For an entire week, the Plastic Pollution Education and Ocean Conservation Camp was held at the Eleuthera Arts and Cultural Centre in Tarpum Bay. Students at the camp applied what they learned about plastic pollution through art, scientific research, political advocacy, lifestyle changes and business engagement.
"Children of Eleuthera were equipped with the power to save our beautiful environment from the issue of plastic pollution. Placed in the tracks of their greatest strengths and highest interests, the campers spent two days diving into the five categories of plastic pollution solutions," said Kristal Ambrose, BPM founder and plastic pollution researcher.
She explained that during the scientific research track, six groups of campers collected 2,000 pieces of trash from around the local library, park, dock, alleys and roads, such as Lord Street, in under 40 minutes. After calculations, they found that 77.2 per cent of the debris collected was made of plastic.
"The intention of this data is to have statistics that apply to the place we live, and support that the issue of plastic pollution threatens this small island nation. Since plastic can never fully degrade, fish mistake it for their food and ingest it. As plastic works its way up the food chain, humans consume the plastic polluted fish, introducing plastic into our bodies. Wildlife can get entangled in this so called miracle product, hindering them from taking precautionary measures of survival," said Kristal.

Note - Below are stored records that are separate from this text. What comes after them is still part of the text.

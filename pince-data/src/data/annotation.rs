// Copyright (c) 2025-2026, Tom Ouellette
// Licensed under the Apache License, Version 2.0 (the "License");
// you may not use this file except in compliance with the License.
// A copy of the License has been included in the root of the repository.

use std::path::Path;

use pince_core::error::PinceError;
use pince_core::gr::{GraspRectangle, GroundTruth};

fn read_to_string<P: AsRef<Path>>(path: P) -> Result<String, PinceError> {
    let path = path.as_ref();
    std::fs::read_to_string(path).map_err(|_| PinceError::NoFileError(path.display().to_string()))
}

fn parse_cornell_point(line: &str) -> Option<[f32; 2]> {
    let mut values = line.split_whitespace().map(|v| v.parse::<f32>());

    let x = values.next()?.ok()?;
    let y = values.next()?.ok()?;

    if values.next().is_some() || !x.is_finite() || !y.is_finite() {
        return None;
    }

    Some([x.round(), y.round()])
}

/// Parse Cornell grasp annotations
///
/// Every rectangle spans four consecutive lines, each holding one corner as
/// `x y`. Coordinates are rounded to whole pixels. Groups with missing,
/// non-numeric, or NaN coordinates and degenerate rectangles are skipped.
///
/// # Examples
///
/// ```
/// use pince_data::data::parse_cornell_grasps;
///
/// let contents = "0 10\n40 10\n40 30\n0 30\nNaN NaN\n1 1\n2 2\n3 3\n";
/// let ground_truth = parse_cornell_grasps(contents);
///
/// assert_eq!(ground_truth.len(), 1);
/// assert_eq!(ground_truth.as_rectangles()[0].center(), [20., 20.]);
/// ```
pub fn parse_cornell_grasps(contents: &str) -> GroundTruth {
    let lines: Vec<&str> = contents
        .lines()
        .map(str::trim)
        .filter(|l| !l.is_empty())
        .collect();

    let grasps = lines
        .chunks_exact(4)
        .filter_map(|group| {
            let points = [
                parse_cornell_point(group[0])?,
                parse_cornell_point(group[1])?,
                parse_cornell_point(group[2])?,
                parse_cornell_point(group[3])?,
            ];

            GraspRectangle::from_points(&points).ok()
        })
        .collect();

    GroundTruth::new(grasps)
}

/// Read Cornell grasp annotations from a `pcd####cpos.txt` file
pub fn read_cornell_grasps<P: AsRef<Path>>(path: P) -> Result<GroundTruth, PinceError> {
    Ok(parse_cornell_grasps(&read_to_string(path)?))
}

/// Parse Jacquard grasp annotations
///
/// Each line is `x;y;angle;width;height` in the 1024 x 1024 image frame with
/// the angle in clockwise degrees. The jaw opening (`width` in the file) is
/// the rectangle length and the jaw size (`height`) is its width.
///
/// # Examples
///
/// ```
/// use pince_data::data::parse_jacquard_grasps;
///
/// let ground_truth = parse_jacquard_grasps("512;480;-90;60;20\n").unwrap();
/// let grasp = ground_truth.as_rectangles()[0];
///
/// assert_eq!(grasp.center(), [512., 480.]);
/// assert_eq!(grasp.length(), 60.);
/// assert!((grasp.angle().abs() - std::f32::consts::FRAC_PI_2).abs() < 1e-5);
///
/// assert!(parse_jacquard_grasps("512;480;-90;60\n").is_err());
/// ```
pub fn parse_jacquard_grasps(contents: &str) -> Result<GroundTruth, PinceError> {
    let grasps = contents
        .lines()
        .enumerate()
        .filter(|(_, line)| !line.trim().is_empty())
        .map(|(idx, line)| {
            let values: Vec<f32> = line
                .trim()
                .split(';')
                .map(|v| v.trim().parse::<f32>())
                .collect::<Result<_, _>>()
                .map_err(|_| {
                    PinceError::AnnotationError(format!("Line {} is not numeric: {}", idx + 1, line))
                })?;

            let [x, y, theta, length, width] = values[..] else {
                return Err(PinceError::AnnotationError(format!(
                    "Line {} requires 5 values (x;y;angle;width;height), found {}",
                    idx + 1,
                    values.len()
                )));
            };

            GraspRectangle::new([x, y], -theta.to_radians(), length, width).map_err(|_| {
                PinceError::AnnotationError(format!("Line {} is not a valid grasp: {}", idx + 1, line))
            })
        })
        .collect::<Result<Vec<GraspRectangle>, PinceError>>()?;

    Ok(GroundTruth::new(grasps))
}

/// Read Jacquard grasp annotations from a `*_grasps.txt` file
pub fn read_jacquard_grasps<P: AsRef<Path>>(path: P) -> Result<GroundTruth, PinceError> {
    parse_jacquard_grasps(&read_to_string(path)?)
}
// Copyright (c) 2025-2026, Tom Ouellette
// Licensed under the Apache License, Version 2.0 (the "License");
// you may not use this file except in compliance with the License.
// A copy of the License has been included in the root of the repository.

use std::path::Path;

use crate::constant::{ANGLE_SIGMA, QUALITY_SIGMA, WIDTH_SIGMA};
use crate::cv::filter::gaussian_blur;
use crate::error::PinceError;
use crate::io::read_prediction_npz;

/// Pixel-wise grasp predictions for one image
///
/// Three row-major maps of identical shape: grasp quality in [0, 1], grasp
/// angle in radians, and gripper opening width in pixels.
///
/// # Examples
///
/// ```
/// use pince_core::gr::HeatMaps;
///
/// let maps = HeatMaps::new(2, 3, vec![0.0; 6], vec![0.0; 6], vec![10.0; 6]);
/// assert!(maps.is_ok());
///
/// let maps = HeatMaps::new(2, 3, vec![0.0; 6], vec![0.0; 5], vec![10.0; 6]);
/// assert!(maps.is_err());
/// ```
#[derive(Debug, Clone, PartialEq)]
pub struct HeatMaps {
    height: usize,
    width: usize,
    quality: Vec<f32>,
    angle: Vec<f32>,
    width_map: Vec<f32>,
}

impl HeatMaps {
    /// Initialize heat maps from post-processed network outputs
    ///
    /// # Arguments
    ///
    /// * `height` - Number of rows
    /// * `width` - Number of columns
    /// * `quality` - Grasp quality map
    /// * `angle` - Grasp angle map in radians
    /// * `width_map` - Gripper width map in pixels
    pub fn new(
        height: usize,
        width: usize,
        quality: Vec<f32>,
        angle: Vec<f32>,
        width_map: Vec<f32>,
    ) -> Result<Self, PinceError> {
        let n = height * width;

        if n == 0 || quality.len() != n || angle.len() != n || width_map.len() != n {
            return Err(PinceError::ShapeError);
        }

        Ok(Self {
            height,
            width,
            quality,
            angle,
            width_map,
        })
    }

    /// Initialize heat maps from raw network outputs
    ///
    /// The network predicts grasp quality, the cosine and sine of twice the
    /// grasp angle, and a normalized width. Quality and angle are smoothed
    /// with a gaussian of sigma 2, width is rescaled to pixels and smoothed
    /// with a gaussian of sigma 1.
    ///
    /// # Arguments
    ///
    /// * `height` - Number of rows
    /// * `width` - Number of columns
    /// * `pos` - Raw quality output
    /// * `cos` - Raw cos(2 * angle) output
    /// * `sin` - Raw sin(2 * angle) output
    /// * `raw_width` - Raw width output in [0, 1]
    /// * `width_scale` - Pixels corresponding to a raw width of 1
    ///
    /// # Examples
    ///
    /// ```
    /// use pince_core::gr::HeatMaps;
    ///
    /// let maps = HeatMaps::from_raw(
    ///     4, 4, vec![0.5; 16], vec![0.0; 16], vec![1.0; 16], vec![0.1; 16], 150.0
    /// ).unwrap();
    ///
    /// let (q, angle, width) = maps.at(1, 1);
    /// assert!((q - 0.5).abs() < 1e-5);
    /// assert!((angle - std::f32::consts::FRAC_PI_4).abs() < 1e-5);
    /// assert!((width - 15.0).abs() < 1e-3);
    /// ```
    pub fn from_raw(
        height: usize,
        width: usize,
        pos: Vec<f32>,
        cos: Vec<f32>,
        sin: Vec<f32>,
        raw_width: Vec<f32>,
        width_scale: f32,
    ) -> Result<Self, PinceError> {
        let n = height * width;

        if n == 0 || pos.len() != n || cos.len() != n || sin.len() != n || raw_width.len() != n
        {
            return Err(PinceError::ShapeError);
        }

        let angle: Vec<f32> = sin
            .iter()
            .zip(cos.iter())
            .map(|(s, c)| s.atan2(*c) / 2.0)
            .collect();

        let raw_width: Vec<f32> = raw_width.iter().map(|w| w * width_scale).collect();

        Self::new(
            height,
            width,
            gaussian_blur(&pos, width, height, QUALITY_SIGMA),
            gaussian_blur(&angle, width, height, ANGLE_SIGMA),
            gaussian_blur(&raw_width, width, height, WIDTH_SIGMA),
        )
    }

    /// Open heat maps from a .npz file
    ///
    /// See [`crate::io::read_prediction_npz`] for the accepted array names.
    pub fn open<P: AsRef<Path>>(path: P, width_scale: f32) -> Result<HeatMaps, PinceError> {
        read_prediction_npz(path, width_scale).map(|prediction| prediction.maps)
    }
}

impl HeatMaps {
    pub fn height(&self) -> usize {
        self.height
    }

    pub fn width(&self) -> usize {
        self.width
    }

    pub fn quality(&self) -> &[f32] {
        &self.quality
    }

    pub fn angle(&self) -> &[f32] {
        &self.angle
    }

    pub fn width_map(&self) -> &[f32] {
        &self.width_map
    }

    /// Quality, angle, and width at a pixel
    ///
    /// # Panics
    ///
    /// Panics if `row >= height` or `col >= width`.
    pub fn at(&self, row: usize, col: usize) -> (f32, f32, f32) {
        assert!(
            row < self.height && col < self.width,
            "pixel ({}, {}) is outside {}x{} heat maps",
            row,
            col,
            self.height,
            self.width
        );

        let idx = row * self.width + col;
        (self.quality[idx], self.angle[idx], self.width_map[idx])
    }
}

/// Heat maps together with the transform that was applied to the network input
///
/// Ground truth annotations must be rotated and zoomed the same way before
/// they can be compared with the maps.
#[derive(Debug, Clone, PartialEq)]
pub struct Prediction {
    pub maps: HeatMaps,
    pub rotation: f32,
    pub zoom: f32,
}

#[cfg(test)]
mod test {
    use super::*;

    #[test]
    fn test_shape_mismatch() {
        assert!(HeatMaps::new(0, 0, vec![], vec![], vec![]).is_err());
        assert!(HeatMaps::new(2, 2, vec![0.; 4], vec![0.; 4], vec![0.; 3]).is_err());
        assert_eq!(
            HeatMaps::new(2, 2, vec![0.; 5], vec![0.; 4], vec![0.; 4]),
            Err(PinceError::ShapeError)
        );
    }

    #[test]
    fn test_at_is_row_major() {
        let quality: Vec<f32> = (0..6).map(|i| i as f32).collect();
        let maps = HeatMaps::new(2, 3, quality, vec![0.; 6], vec![0.; 6]).unwrap();
        assert_eq!(maps.at(1, 2).0, 5.0);
        assert_eq!(maps.at(0, 1).0, 1.0);
    }

    #[test]
    #[should_panic]
    fn test_at_column_out_of_bounds() {
        let maps = HeatMaps::new(2, 3, vec![0.; 6], vec![0.; 6], vec![0.; 6]).unwrap();
        maps.at(0, 3);
    }

    #[test]
    fn test_from_raw_angle_halves() {
        // cos(2a) = 0, sin(2a) = -1 gives a = -pi/4
        let maps = HeatMaps::from_raw(
            3,
            3,
            vec![0.0; 9],
            vec![0.0; 9],
            vec![-1.0; 9],
            vec![0.0; 9],
            150.0,
        )
        .unwrap();

        assert!(maps
            .angle()
            .iter()
            .all(|a| (a + std::f32::consts::FRAC_PI_4).abs() < 1e-5));
    }

    #[test]
    fn test_from_raw_shape_mismatch() {
        let maps = HeatMaps::from_raw(
            3,
            3,
            vec![0.0; 9],
            vec![0.0; 8],
            vec![0.0; 9],
            vec![0.0; 9],
            150.0,
        );
        assert!(maps.is_err());
    }
}
// Copyright (c) 2025-2026, Tom Ouellette
// Licensed under the Apache License, Version 2.0 (the "License");
// you may not use this file except in compliance with the License.
// A copy of the License has been included in the root of the repository.

use std::fs::File;
use std::io::{BufWriter, Read};
use std::path::Path;

use serde_json::Value;

use crate::constant::GRASP_JSON_VALID_KEYS;
use crate::error::PinceError;
use crate::gr::GraspRectangle;

/// A ranked set of grasp candidates extracted from one image
///
/// Candidates always carry a quality score and are stored in non-increasing
/// order of quality.
///
/// # Examples
///
/// ```
/// use pince_core::gr::{Candidates, GraspRectangle};
///
/// let a = GraspRectangle::new([5., 5.], 0., 40., 20.).unwrap().with_quality(Some(0.9));
/// let b = GraspRectangle::new([9., 2.], 0., 40., 20.).unwrap().with_quality(Some(0.4));
///
/// assert!(Candidates::new(vec![a, b]).is_ok());
/// assert!(Candidates::new(vec![b, a]).is_err());
/// ```
#[derive(Debug, Clone, Default, PartialEq)]
pub struct Candidates {
    data: Vec<GraspRectangle>,
}

impl Candidates {
    /// Initialize a new candidate set
    ///
    /// # Arguments
    ///
    /// * `data` - Rectangles with quality scores in non-increasing order
    pub fn new(data: Vec<GraspRectangle>) -> Result<Self, PinceError> {
        let qualities: Option<Vec<f32>> = data.iter().map(|g| g.quality()).collect();

        let Some(qualities) = qualities else {
            return Err(PinceError::InvalidInput(
                "Every grasp candidate requires a quality score".to_string(),
            ));
        };

        if qualities.windows(2).any(|w| w[0] < w[1]) {
            return Err(PinceError::InvalidInput(
                "Grasp candidates must be ordered by non-increasing quality".to_string(),
            ));
        }

        Ok(Self { data })
    }

    pub(crate) fn from_ranked(data: Vec<GraspRectangle>) -> Self {
        Self { data }
    }
}

impl Candidates {
    /// Save candidates at the provided path
    ///
    /// # Arguments
    ///
    /// * `path` - Path to save candidates (.json)
    pub fn save<P: AsRef<Path>>(&self, path: P) -> Result<(), PinceError> {
        if has_json_extension(&path) {
            return write_grasps_json(path, &self.data);
        }

        Err(PinceError::GraspsWriteError)
    }
}

impl Candidates {
    /// Number of candidates
    pub fn len(&self) -> usize {
        self.data.len()
    }

    /// Check if no candidates were extracted
    pub fn is_empty(&self) -> bool {
        self.data.is_empty()
    }

    /// Highest quality candidate
    pub fn best(&self) -> Option<&GraspRectangle> {
        self.data.first()
    }

    /// Return a reference to the underlying rectangles
    pub fn as_rectangles(&self) -> &[GraspRectangle] {
        &self.data
    }

    pub fn iter(&self) -> std::slice::Iter<'_, GraspRectangle> {
        self.data.iter()
    }
}

/// Ground truth grasp rectangles annotated for one image
///
/// Order carries no meaning and rectangles never carry a quality score.
///
/// # Examples
///
/// ```
/// use pince_core::gr::{GraspRectangle, GroundTruth};
///
/// let grasp = GraspRectangle::new([5., 5.], 0., 40., 20.).unwrap().with_quality(Some(0.3));
/// let ground_truth = GroundTruth::new(vec![grasp]);
///
/// assert_eq!(ground_truth.len(), 1);
/// assert_eq!(ground_truth.as_rectangles()[0].quality(), None);
/// ```
#[derive(Debug, Clone, Default, PartialEq)]
pub struct GroundTruth {
    data: Vec<GraspRectangle>,
}

impl GroundTruth {
    /// Initialize a new ground truth set, dropping any quality scores
    pub fn new(data: Vec<GraspRectangle>) -> Self {
        Self {
            data: data.into_iter().map(|g| g.with_quality(None)).collect(),
        }
    }
}

// >>> I/O METHODS

impl GroundTruth {
    /// Open ground truth rectangles from the provided path
    ///
    /// # Arguments
    ///
    /// * `path` - A path to grasp rectangles with a valid extension
    ///
    /// # Examples
    ///
    /// ```no_run
    /// use pince_core::gr::GroundTruth;
    /// let ground_truth = GroundTruth::open("grasps.json");
    /// ```
    pub fn open<P: AsRef<Path>>(path: P) -> Result<GroundTruth, PinceError> {
        if has_json_extension(&path) {
            return read_grasps_json(path).map(GroundTruth::new);
        }

        Err(PinceError::GraspsReadError)
    }

    /// Save ground truth rectangles at the provided path
    pub fn save<P: AsRef<Path>>(&self, path: P) -> Result<(), PinceError> {
        if has_json_extension(&path) {
            return write_grasps_json(path, &self.data);
        }

        Err(PinceError::GraspsWriteError)
    }
}

// <<< I/O METHODS

// >>> PROPERTY METHODS

impl GroundTruth {
    /// Number of annotated rectangles
    pub fn len(&self) -> usize {
        self.data.len()
    }

    /// Check if there are no annotated rectangles
    pub fn is_empty(&self) -> bool {
        self.data.is_empty()
    }

    /// Return a reference to the underlying rectangles
    pub fn as_rectangles(&self) -> &[GraspRectangle] {
        &self.data
    }

    pub fn iter(&self) -> std::slice::Iter<'_, GraspRectangle> {
        self.data.iter()
    }

    /// Mean of all rectangle corners, or `None` if empty
    pub fn center(&self) -> Option<[f32; 2]> {
        if self.data.is_empty() {
            return None;
        }

        let (sum_x, sum_y) = self
            .data
            .iter()
            .flat_map(|g| g.as_points())
            .fold((0.0, 0.0), |(sx, sy), [x, y]| (sx + x, sy + y));

        let n = (4 * self.data.len()) as f32;
        Some([sum_x / n, sum_y / n])
    }
}

// <<< PROPERTY METHODS

// >>> TRANSFORM METHODS

impl GroundTruth {
    /// Rotate every rectangle by `angle` radians about `center`
    pub fn rotate(&mut self, angle: f32, center: [f32; 2]) {
        self.data
            .iter_mut()
            .for_each(|g| *g = g.rotate(angle, center));
    }

    /// Translate every rectangle by `[dx, dy]`
    pub fn offset(&mut self, offset: [f32; 2]) {
        self.data.iter_mut().for_each(|g| *g = g.offset(offset));
    }

    /// Multiply every coordinate by `factor`
    pub fn scale(&mut self, factor: f32) {
        self.data.iter_mut().for_each(|g| *g = g.scale(factor));
    }

    /// Zoom every rectangle about `center` by `factor`
    pub fn zoom(&mut self, factor: f32, center: [f32; 2]) {
        self.data
            .iter_mut()
            .for_each(|g| *g = g.zoom(factor, center));
    }
}

// <<< TRANSFORM METHODS

fn has_json_extension<P: AsRef<Path>>(path: &P) -> bool {
    path.as_ref()
        .extension()
        .and_then(|s| s.to_str())
        .map(|s| s.to_lowercase())
        .is_some_and(|ext| ext == "json")
}

/// Read grasp rectangles stored as json format
pub fn read_grasps_json<P: AsRef<Path>>(path: P) -> Result<Vec<GraspRectangle>, PinceError> {
    let mut contents = String::new();

    File::open(path)
        .map_err(|err| PinceError::NoFileError(err.to_string()))?
        .read_to_string(&mut contents)
        .map_err(|err| PinceError::NoFileError(err.to_string()))?;

    let data: Value = serde_json::from_str(&contents).map_err(|_| PinceError::GraspsReadError)?;

    fn to_f32(value: Option<&Value>) -> Result<f32, PinceError> {
        value
            .and_then(Value::as_f64)
            .map(|n| n as f32)
            .ok_or(PinceError::GraspsReadError)
    }

    for key in &GRASP_JSON_VALID_KEYS {
        if let Some(grasps) = data.get(key).and_then(|v| v.as_array()) {
            let grasps: Result<Vec<GraspRectangle>, _> = grasps
                .iter()
                .map(|item| {
                    let center = item
                        .get("center")
                        .and_then(Value::as_array)
                        .filter(|c| c.len() == 2)
                        .ok_or(PinceError::GraspsReadError)?;

                    let quality = item.get("quality").and_then(Value::as_f64);

                    GraspRectangle::new(
                        [to_f32(center.first())?, to_f32(center.get(1))?],
                        to_f32(item.get("angle"))?,
                        to_f32(item.get("length"))?,
                        to_f32(item.get("width"))?,
                    )
                    .map(|g| g.with_quality(quality.map(|q| q as f32)))
                })
                .collect();

            return grasps;
        }
    }

    Err(PinceError::GraspsReadError)
}

/// Write grasp rectangles to a json file
pub fn write_grasps_json<P: AsRef<Path>>(
    path: P,
    grasps: &[GraspRectangle],
) -> Result<(), PinceError> {
    let file = File::create(path).map_err(|_| PinceError::GraspsWriteError)?;
    let writer = BufWriter::new(file);

    serde_json::to_writer(writer, &serde_json::json!({ "grasps": grasps }))
        .map_err(|_| PinceError::GraspsWriteError)?;

    Ok(())
}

Highlights of the BPM Summer Camp also included a mural presentation, a call to action video presentation, a segment where campers learned how to make their own toothpaste and body scrubs. And using old T-Shirts, the students created reusable bags in a effort to replace grocery store plastic bags.
"Another group of Plastic Warriors grabbed some 'Plastic Free July 'posters and travelled to five local businesses and successfully persuaded them to agree to join the campaign. For the month of July, partnering business have pledged to serve straws only upon request rather than giving them out with every beverage they sell," said Kristal.
The week concluded with an expo where parents were invited to view the camp's mural, the call to action video, receive information on the camp and enjoy skits and music performances around the topic of plastic pollution solutions.
"Twenty-five per cent of the world's population is comprised of youth, but they are 100 per cent of the future. These Plastic Warriors have what it takes to be the change this country's needs when it comes to our plastic habits," said Kristal.